AIM OF THE EXERCISE.
Search the entries for the word "DiscoveryStats" and report each line that has it.

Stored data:
-------

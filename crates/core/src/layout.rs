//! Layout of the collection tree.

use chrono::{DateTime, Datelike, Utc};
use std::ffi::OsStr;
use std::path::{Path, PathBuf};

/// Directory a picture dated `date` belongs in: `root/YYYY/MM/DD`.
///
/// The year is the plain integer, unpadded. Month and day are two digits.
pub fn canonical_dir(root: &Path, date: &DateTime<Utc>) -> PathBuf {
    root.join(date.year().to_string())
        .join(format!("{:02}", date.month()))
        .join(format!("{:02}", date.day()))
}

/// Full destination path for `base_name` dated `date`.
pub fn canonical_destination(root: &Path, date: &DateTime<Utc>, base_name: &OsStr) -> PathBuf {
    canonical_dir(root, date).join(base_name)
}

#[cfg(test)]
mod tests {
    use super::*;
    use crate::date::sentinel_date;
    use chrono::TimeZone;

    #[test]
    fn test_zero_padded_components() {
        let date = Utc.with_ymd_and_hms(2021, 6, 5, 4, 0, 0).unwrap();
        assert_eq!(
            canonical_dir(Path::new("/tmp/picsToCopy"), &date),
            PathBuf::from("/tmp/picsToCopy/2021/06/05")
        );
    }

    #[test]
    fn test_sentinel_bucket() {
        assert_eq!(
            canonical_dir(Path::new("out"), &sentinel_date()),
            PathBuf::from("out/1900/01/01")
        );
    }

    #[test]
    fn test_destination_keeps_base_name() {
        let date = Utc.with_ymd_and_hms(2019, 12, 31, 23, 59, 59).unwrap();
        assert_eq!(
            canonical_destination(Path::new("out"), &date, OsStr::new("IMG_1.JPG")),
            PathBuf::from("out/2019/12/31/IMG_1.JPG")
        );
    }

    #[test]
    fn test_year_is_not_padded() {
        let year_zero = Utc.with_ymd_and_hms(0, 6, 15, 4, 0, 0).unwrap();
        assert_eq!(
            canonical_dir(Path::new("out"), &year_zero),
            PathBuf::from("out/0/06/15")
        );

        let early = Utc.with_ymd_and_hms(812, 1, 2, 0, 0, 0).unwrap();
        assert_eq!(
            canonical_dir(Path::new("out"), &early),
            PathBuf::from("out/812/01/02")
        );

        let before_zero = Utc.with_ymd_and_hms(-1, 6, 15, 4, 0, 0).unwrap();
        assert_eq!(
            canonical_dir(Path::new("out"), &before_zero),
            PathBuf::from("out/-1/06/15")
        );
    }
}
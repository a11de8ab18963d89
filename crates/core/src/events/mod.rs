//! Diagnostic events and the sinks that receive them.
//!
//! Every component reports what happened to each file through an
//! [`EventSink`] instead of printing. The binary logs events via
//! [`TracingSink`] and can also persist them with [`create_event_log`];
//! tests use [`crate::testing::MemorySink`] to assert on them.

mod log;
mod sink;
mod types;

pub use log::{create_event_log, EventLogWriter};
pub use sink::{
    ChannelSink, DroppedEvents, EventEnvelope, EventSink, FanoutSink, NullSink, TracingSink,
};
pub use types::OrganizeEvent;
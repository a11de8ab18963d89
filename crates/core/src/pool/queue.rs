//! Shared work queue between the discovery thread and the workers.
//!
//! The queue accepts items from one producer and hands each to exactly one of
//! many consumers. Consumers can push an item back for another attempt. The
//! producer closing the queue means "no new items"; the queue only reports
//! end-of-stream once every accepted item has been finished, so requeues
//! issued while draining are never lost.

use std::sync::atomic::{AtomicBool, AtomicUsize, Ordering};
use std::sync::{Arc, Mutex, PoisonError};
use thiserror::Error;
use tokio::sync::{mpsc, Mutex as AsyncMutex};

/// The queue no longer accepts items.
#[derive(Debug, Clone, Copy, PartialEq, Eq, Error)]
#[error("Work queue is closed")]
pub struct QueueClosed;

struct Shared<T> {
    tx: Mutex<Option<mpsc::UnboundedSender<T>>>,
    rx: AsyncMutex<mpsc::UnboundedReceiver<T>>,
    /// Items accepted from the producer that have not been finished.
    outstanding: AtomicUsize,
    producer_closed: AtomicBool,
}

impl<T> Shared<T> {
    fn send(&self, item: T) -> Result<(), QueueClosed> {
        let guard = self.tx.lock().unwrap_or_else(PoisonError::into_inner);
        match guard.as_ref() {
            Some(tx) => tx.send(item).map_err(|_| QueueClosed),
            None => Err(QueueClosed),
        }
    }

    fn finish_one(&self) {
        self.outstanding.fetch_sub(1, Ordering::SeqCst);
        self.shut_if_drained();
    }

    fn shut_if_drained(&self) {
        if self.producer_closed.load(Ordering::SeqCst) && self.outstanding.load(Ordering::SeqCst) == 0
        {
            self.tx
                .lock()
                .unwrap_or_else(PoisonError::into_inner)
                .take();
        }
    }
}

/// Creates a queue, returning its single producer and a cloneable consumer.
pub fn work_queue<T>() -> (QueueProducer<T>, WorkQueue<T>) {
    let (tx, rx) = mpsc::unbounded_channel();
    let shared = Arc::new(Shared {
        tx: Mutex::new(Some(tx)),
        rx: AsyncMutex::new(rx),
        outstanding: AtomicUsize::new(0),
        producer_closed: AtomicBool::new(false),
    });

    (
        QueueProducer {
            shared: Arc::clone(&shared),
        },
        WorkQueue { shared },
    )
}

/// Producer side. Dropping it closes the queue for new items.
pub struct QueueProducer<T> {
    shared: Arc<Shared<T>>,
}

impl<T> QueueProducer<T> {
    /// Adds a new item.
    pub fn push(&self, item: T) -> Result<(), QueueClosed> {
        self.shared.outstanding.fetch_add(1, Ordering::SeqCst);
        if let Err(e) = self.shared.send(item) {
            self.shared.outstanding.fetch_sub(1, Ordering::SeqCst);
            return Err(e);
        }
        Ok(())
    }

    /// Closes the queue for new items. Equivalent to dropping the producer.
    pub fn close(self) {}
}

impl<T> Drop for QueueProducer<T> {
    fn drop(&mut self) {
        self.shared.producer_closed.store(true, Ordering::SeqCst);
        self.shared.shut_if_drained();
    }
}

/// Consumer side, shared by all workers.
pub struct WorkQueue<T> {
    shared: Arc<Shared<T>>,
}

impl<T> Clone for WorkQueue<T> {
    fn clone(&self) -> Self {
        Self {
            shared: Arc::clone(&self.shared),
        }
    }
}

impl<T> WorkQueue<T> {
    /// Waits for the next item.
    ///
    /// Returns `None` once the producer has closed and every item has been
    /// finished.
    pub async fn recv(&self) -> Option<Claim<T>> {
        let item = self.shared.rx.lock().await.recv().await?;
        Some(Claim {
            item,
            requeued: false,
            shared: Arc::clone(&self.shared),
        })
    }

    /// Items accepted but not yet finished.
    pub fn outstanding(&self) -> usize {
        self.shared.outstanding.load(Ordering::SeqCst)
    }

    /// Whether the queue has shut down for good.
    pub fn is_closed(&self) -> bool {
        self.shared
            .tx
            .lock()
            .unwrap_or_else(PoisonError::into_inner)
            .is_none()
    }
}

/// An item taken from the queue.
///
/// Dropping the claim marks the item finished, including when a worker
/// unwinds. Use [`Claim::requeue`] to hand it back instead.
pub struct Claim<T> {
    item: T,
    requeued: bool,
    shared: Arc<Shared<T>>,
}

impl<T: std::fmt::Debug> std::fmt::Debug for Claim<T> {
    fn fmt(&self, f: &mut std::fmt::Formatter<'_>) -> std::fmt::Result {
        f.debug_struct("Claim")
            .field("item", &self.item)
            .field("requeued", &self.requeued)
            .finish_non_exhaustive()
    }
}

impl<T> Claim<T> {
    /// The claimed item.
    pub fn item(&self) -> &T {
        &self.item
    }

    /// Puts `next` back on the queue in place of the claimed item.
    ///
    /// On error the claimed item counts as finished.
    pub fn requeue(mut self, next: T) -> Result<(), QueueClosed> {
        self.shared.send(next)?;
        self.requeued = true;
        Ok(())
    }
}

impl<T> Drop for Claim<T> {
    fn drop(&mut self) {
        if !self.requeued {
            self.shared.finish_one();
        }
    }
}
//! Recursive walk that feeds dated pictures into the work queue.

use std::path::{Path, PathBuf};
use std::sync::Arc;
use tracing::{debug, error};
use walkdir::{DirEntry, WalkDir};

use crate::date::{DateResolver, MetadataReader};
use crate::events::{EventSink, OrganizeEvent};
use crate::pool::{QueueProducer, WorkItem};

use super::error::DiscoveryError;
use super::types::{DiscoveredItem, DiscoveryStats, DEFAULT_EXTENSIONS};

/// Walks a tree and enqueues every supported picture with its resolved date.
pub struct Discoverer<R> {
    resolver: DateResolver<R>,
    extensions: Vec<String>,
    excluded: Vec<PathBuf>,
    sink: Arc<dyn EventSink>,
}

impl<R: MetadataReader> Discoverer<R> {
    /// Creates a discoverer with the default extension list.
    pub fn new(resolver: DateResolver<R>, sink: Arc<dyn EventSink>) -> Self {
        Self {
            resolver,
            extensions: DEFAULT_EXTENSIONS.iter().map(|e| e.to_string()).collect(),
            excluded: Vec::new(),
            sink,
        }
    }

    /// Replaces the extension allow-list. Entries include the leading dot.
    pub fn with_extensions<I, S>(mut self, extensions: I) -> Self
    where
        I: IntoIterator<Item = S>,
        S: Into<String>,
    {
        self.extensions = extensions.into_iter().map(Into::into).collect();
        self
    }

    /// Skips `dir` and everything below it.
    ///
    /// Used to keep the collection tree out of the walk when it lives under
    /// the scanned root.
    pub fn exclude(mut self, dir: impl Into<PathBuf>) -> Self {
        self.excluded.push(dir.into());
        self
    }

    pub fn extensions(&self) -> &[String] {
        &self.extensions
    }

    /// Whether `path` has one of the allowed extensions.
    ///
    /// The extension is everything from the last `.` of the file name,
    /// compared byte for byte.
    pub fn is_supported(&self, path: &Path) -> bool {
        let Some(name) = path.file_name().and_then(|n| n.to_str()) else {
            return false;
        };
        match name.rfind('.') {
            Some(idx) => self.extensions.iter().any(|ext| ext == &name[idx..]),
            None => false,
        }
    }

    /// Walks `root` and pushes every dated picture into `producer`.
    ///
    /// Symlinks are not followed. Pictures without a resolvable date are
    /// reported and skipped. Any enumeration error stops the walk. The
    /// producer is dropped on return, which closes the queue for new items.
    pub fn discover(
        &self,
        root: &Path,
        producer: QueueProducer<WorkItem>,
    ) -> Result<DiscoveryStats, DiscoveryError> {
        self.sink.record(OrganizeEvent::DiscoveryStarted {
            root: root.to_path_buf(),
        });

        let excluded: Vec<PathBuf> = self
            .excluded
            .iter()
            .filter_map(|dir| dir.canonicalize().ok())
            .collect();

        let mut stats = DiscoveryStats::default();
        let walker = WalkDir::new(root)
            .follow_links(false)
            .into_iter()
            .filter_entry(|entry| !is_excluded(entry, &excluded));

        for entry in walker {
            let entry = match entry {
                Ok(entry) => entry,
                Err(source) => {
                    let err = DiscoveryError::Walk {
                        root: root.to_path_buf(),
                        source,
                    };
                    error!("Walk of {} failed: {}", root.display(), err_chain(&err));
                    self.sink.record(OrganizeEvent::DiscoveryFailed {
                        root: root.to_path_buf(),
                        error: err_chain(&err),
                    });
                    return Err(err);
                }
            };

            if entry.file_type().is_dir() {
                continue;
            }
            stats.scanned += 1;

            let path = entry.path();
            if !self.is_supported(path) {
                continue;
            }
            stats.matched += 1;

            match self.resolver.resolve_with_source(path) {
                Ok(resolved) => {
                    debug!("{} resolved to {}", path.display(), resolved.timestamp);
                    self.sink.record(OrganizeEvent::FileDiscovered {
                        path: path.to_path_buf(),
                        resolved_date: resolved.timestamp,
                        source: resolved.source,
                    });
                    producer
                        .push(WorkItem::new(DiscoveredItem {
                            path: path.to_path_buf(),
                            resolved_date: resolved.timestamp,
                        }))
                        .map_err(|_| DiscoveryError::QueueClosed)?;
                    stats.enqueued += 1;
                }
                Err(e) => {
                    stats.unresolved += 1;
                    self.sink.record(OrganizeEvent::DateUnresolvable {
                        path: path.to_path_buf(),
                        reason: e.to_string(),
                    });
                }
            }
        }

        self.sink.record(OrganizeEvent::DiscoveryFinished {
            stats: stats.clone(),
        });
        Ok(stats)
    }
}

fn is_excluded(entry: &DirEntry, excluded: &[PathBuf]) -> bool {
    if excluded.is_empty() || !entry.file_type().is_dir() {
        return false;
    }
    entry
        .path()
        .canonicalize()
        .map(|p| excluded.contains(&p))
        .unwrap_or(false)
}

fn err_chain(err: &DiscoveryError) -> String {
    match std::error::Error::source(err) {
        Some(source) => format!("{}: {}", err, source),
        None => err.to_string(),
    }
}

-------

OUTPUT FOR THIS TASK.
use super::types::{DiscoveredItem, DiscoveryStats, DEFAULT_EXTENSIONS};
    ) -> Result<DiscoveryStats, DiscoveryError> {
        let mut stats = DiscoveryStats::default();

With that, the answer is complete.